** DATA FOR ANALYSIS follows **

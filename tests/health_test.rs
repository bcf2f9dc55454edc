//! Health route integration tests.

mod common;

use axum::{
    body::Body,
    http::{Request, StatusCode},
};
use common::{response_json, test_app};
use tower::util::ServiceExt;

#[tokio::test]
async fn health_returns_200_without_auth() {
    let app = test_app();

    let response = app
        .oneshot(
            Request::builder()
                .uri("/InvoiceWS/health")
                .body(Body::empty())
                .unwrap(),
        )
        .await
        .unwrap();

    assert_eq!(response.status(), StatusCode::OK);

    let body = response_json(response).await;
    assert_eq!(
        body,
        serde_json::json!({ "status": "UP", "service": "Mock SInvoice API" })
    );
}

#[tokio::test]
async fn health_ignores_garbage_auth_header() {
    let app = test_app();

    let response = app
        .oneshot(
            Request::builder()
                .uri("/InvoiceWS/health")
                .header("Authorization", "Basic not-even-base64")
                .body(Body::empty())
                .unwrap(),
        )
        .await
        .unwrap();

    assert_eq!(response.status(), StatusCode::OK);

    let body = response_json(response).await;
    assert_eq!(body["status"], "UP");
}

** End of DATA FOR ANALYSIS **
** DATA FOR ANALYSIS follows **

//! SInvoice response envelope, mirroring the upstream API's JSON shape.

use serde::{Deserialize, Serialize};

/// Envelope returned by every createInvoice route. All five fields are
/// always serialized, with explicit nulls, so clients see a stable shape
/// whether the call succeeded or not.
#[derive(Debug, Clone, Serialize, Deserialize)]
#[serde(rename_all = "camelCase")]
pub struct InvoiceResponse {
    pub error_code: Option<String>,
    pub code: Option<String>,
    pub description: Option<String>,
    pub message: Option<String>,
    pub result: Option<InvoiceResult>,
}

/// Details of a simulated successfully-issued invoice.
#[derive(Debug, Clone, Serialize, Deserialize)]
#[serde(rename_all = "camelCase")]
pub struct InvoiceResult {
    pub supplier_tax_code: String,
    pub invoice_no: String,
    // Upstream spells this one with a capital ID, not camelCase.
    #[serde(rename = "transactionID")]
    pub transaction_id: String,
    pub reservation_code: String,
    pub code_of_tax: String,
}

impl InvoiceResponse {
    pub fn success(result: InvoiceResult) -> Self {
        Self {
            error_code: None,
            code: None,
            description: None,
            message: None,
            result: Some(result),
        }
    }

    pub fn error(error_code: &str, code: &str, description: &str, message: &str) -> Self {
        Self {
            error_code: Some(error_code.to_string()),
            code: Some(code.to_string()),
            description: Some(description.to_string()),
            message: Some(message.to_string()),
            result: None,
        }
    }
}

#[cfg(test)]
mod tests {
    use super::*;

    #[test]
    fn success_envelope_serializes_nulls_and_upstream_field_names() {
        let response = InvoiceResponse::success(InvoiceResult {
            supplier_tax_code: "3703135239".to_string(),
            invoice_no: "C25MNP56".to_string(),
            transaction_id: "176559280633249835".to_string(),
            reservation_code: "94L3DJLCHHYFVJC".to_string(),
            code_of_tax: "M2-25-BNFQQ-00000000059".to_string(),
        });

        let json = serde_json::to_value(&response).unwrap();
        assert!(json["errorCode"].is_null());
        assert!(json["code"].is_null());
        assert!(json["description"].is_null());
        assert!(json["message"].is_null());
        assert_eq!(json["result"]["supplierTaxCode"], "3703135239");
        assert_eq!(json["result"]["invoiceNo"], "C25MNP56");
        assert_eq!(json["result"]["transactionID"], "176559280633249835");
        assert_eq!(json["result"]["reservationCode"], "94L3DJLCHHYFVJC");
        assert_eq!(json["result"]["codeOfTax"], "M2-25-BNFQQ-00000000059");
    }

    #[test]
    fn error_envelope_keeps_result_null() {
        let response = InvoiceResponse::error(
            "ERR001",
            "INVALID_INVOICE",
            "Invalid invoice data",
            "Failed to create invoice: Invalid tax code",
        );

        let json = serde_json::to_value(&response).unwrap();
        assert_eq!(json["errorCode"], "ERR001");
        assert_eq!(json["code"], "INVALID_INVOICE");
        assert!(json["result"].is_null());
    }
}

** End of DATA FOR ANALYSIS **

▶ EXERCISE DESCRIPTION: Return only the lines of the records in which the string "async" appears.

▶ EXPECTED ANSWER:
async fn health_returns_200_without_auth() {
async fn health_ignores_garbage_auth_header() {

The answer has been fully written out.